¿Por qué ATENEA, a veces, me muerde la mano cuando la acaricio?
¿Tiene un trastorno de personalidad?
Las caricias plantean un conflicto emocional para algunos gatos. Cuando son cachorros, cuentan con sus madres para tener calor, alimento y aseo. Mientras los gatitos se arriman para mamar, la madre les limpia la piel con su lengua áspera como una lija. Les lame las orejas y el trasero y les acicala la piel, eliminando parásitos y cualquier suciedad que se haya acumulado. Para el gatito es una de las primeras sensaciones que tienen en la vida, y también una de las más agradables.
Este acicalamiento social continúa mientras el gatito sigue mamando. En las colonias naturales de gatos, en las que madres e hijos permanecen juntos [situación semejante a la de los grupos de leones], la madre puede continuar haciéndolo de vez en cuando con sus hijos ya crecidos, pero sólo durante períodos de tiempo relativamente cortos.
Por regla general, sin embargo, una vez que el gatito abandona el hogar acaba el contacto físico con otros gatos. Los felinos no se acicalan normalmente unos a otros; sólo tienen contacto físico para conservar el calor, para encuentros sexuales o cuando las circunstancias y los lazos sociales lo permiten. Hay una sola excepción significativa: en cautividad, algunas veces se mantiene junta a la camada en el mismo hogar. Se les castra a una edad temprana. Generalmente antes de llegar a la pubertad, aproximadamente a los 6 meses. Bajo estas circunstancias, el contacto físico entre los gatos continúa: duermen juntos, y siguen aseándose mutuamente. La “cultura” de estos gatos es muy diferente a la de sus hermanos que llevan una existencia de abandono. En la vida en las colonias callejeras, el acicalamiento social sólo tiene lugar entre hembras emparentadas.

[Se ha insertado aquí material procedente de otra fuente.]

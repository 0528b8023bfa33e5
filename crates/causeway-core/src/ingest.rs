//! Event ingestion: record streams → graph nodes.
//!
//! # Overview
//!
//! The three streams are fetched concurrently on scoped threads and joined
//! before any node is written. Each stream fails independently: a failed
//! fetch is logged, recorded on the graph via [`Graph::mark_unavailable`],
//! and the build continues with whatever the other streams returned.
//!
//! ## Node mapping
//!
//! - chat turn → `message_<role>` node keyed by the turn id
//! - task → `task_created` node at `created_at`, plus a `task_completed`
//!   node at `completed_at` when the task has one (same id, distinct kind)
//!
//! Trigger links do not become nodes. They are returned to the caller for
//! the explicit link builder.

use std::thread;

use chrono::{DateTime, Utc};
use serde::Serialize;
use serde_json::{Value, json};
use tracing::{debug, instrument, warn};

use crate::engine::BuildRequest;
use crate::error::{RecordError, SourceError};
use crate::graph::{Graph, Node};
use crate::model::{ChatTurn, EventKind, Metadata, NodeKey, Role, TaskRecord, TriggerLink};
use crate::source::{RecordSource, SourceKind};

/// Counters describing one ingestion pass.
#[derive(Debug, Clone, Default, PartialEq, Eq, Serialize)]
pub struct IngestReport {
    /// Chat turns fetched.
    pub chat_turns: usize,
    /// Tasks fetched.
    pub tasks: usize,
    /// Trigger links fetched.
    pub trigger_links: usize,
    /// Node writes performed (including identity overwrites).
    pub nodes_inserted: usize,
    /// Records skipped because they failed validation.
    pub rejected_records: usize,
}

/// Output of [`ingest`]: the report and the trigger links for the explicit
/// link builder.
#[derive(Debug, Clone, Default)]
pub struct Ingested {
    pub report: IngestReport,
    pub trigger_links: Vec<TriggerLink>,
}

/// Fetch all three streams for `request` and write their nodes into `graph`.
#[instrument(
    skip(source, graph),
    fields(start = %request.window.start(), end = %request.window.end(), actor = ?request.actor)
)]
pub fn ingest<S>(source: &S, request: &BuildRequest, graph: &mut Graph) -> Ingested
where
    S: RecordSource + ?Sized,
{
    let window = &request.window;
    let actor = request.actor.as_deref();

    let (turns, tasks, links) = thread::scope(|scope| {
        let turns = scope.spawn(|| source.chat_turns(window, actor));
        let tasks = scope.spawn(|| source.tasks(window, actor));
        let links = scope.spawn(|| source.trigger_links(window));
        (
            settle(SourceKind::ChatTurns, turns.join()),
            settle(SourceKind::Tasks, tasks.join()),
            settle(SourceKind::TriggerLinks, links.join()),
        )
    });

    let turns = accept(graph, SourceKind::ChatTurns, turns);
    let tasks = accept(graph, SourceKind::Tasks, tasks);
    let trigger_links = accept(graph, SourceKind::TriggerLinks, links);

    let mut report = IngestReport {
        chat_turns: turns.len(),
        tasks: tasks.len(),
        trigger_links: trigger_links.len(),
        ..IngestReport::default()
    };

    for turn in &turns {
        match message_node(turn) {
            Ok(node) => {
                graph.insert_node(node);
                report.nodes_inserted += 1;
            }
            Err(error) => reject(&mut report, SourceKind::ChatTurns, &turn.id, &error),
        }
    }

    for task in &tasks {
        match task_nodes(task) {
            Ok(nodes) => {
                for node in nodes {
                    graph.insert_node(node);
                    report.nodes_inserted += 1;
                }
            }
            Err(error) => reject(&mut report, SourceKind::Tasks, &task.id, &error),
        }
    }

    debug!(
        nodes = graph.node_count(),
        written = report.nodes_inserted,
        rejected = report.rejected_records,
        incomplete = graph.is_incomplete(),
        "ingestion complete"
    );

    Ingested {
        report,
        trigger_links,
    }
}

/// Collapse a panicked fetch thread into a source error for that stream.
fn settle<T>(
    kind: SourceKind,
    joined: thread::Result<Result<Vec<T>, SourceError>>,
) -> Result<Vec<T>, SourceError> {
    joined.unwrap_or_else(|_| {
        Err(SourceError::Unavailable {
            source_kind: kind,
            reason: "fetch thread panicked".to_string(),
        })
    })
}

fn accept<T>(graph: &mut Graph, kind: SourceKind, fetched: Result<Vec<T>, SourceError>) -> Vec<T> {
    match fetched {
        Ok(records) => records,
        Err(error) => {
            warn!(
                source = %kind,
                code = %error.code(),
                error = %error,
                "record source unavailable, continuing with partial data"
            );
            graph.mark_unavailable(kind, error.to_string());
            Vec::new()
        }
    }
}

fn reject(report: &mut IngestReport, kind: SourceKind, id: &str, error: &RecordError) {
    warn!(source = %kind, id, code = %error.code(), error = %error, "rejected record");
    report.rejected_records += 1;
}

fn entry(key: &str, value: Value) -> (String, Value) {
    (key.to_string(), value)
}

/// Map a chat turn to its `message_<role>` node.
///
/// # Errors
///
/// Returns [`RecordError`] if the role is unknown.
pub fn message_node(turn: &ChatTurn) -> Result<Node, RecordError> {
    let role: Role = turn.role.parse()?;
    let metadata: Metadata = [
        entry("content", json!(turn.content)),
        entry("role", json!(role.as_str())),
    ]
    .into_iter()
    .collect();

    Node::new(
        NodeKey::new(&turn.id, EventKind::Message(role)),
        turn.created_at,
        &turn.actor,
    )
    .with_metadata(metadata)
}

/// Map a task to its `task_created` node and, if completed, its
/// `task_completed` node.
///
/// # Errors
///
/// Returns [`RecordError`] if the generated metadata fails validation.
pub fn task_nodes(task: &TaskRecord) -> Result<Vec<Node>, RecordError> {
    let created_meta: Metadata = [
        entry("title", json!(task.title)),
        entry("description", json!(task.description)),
        entry("status", json!(task.status)),
        entry("priority", json!(task.priority)),
        entry("auto_generated", json!(task.auto_generated)),
    ]
    .into_iter()
    .collect();

    let created = Node::new(
        NodeKey::new(&task.id, EventKind::TaskCreated),
        task.created_at,
        &task.actor,
    )
    .with_metadata(created_meta)?;

    let Some(completed_at) = task.completed_at else {
        return Ok(vec![created]);
    };

    let completed_meta: Metadata = [
        entry("title", json!(task.title)),
        entry("status", json!(task.status)),
        entry("duration_secs", json!(duration_secs(task.created_at, completed_at))),
    ]
    .into_iter()
    .collect();

    let completed = Node::new(
        NodeKey::new(&task.id, EventKind::TaskCompleted),
        completed_at,
        &task.actor,
    )
    .with_metadata(completed_meta)?;

    Ok(vec![created, completed])
}

fn duration_secs(start: DateTime<Utc>, end: DateTime<Utc>) -> i64 {
    (end - start).num_seconds()
}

Las personas, en cambio, lo prolongan durante toda la vida. El tacto es su sentido más importante y obtienen placer al acariciar la piel del gato, tan suave, tibia y sensual. A los gatos, en principio también les gusta, porque les recuerda los cuidados maternos, pero cuando se prolonga demasiado tiempo les plantea un conflicto emocional. El gato siente una amenaza repentina; muerde, se aleja de un salto, se siente mejor y, la mayoría de las veces, acude de nuevo al regazo y permite que lo vuelvan a acariciar.
El problema no estriba tanto en una doble personalidad felina como en el contínuo contacto que necesita el humano para sentirse cómodo. Hay que buscar el equilibrio: en cuanto el gato da muestras de nerviosismo, hay que parar las caricias.
NOTA: En una colonia externa de gatos, o de cualquier animal del que no se quieren cachorros indeseados, es una buena medida castrar primero a los machos, porque son los que peor lo pasan, cuando se pueda, se castra a las hembras.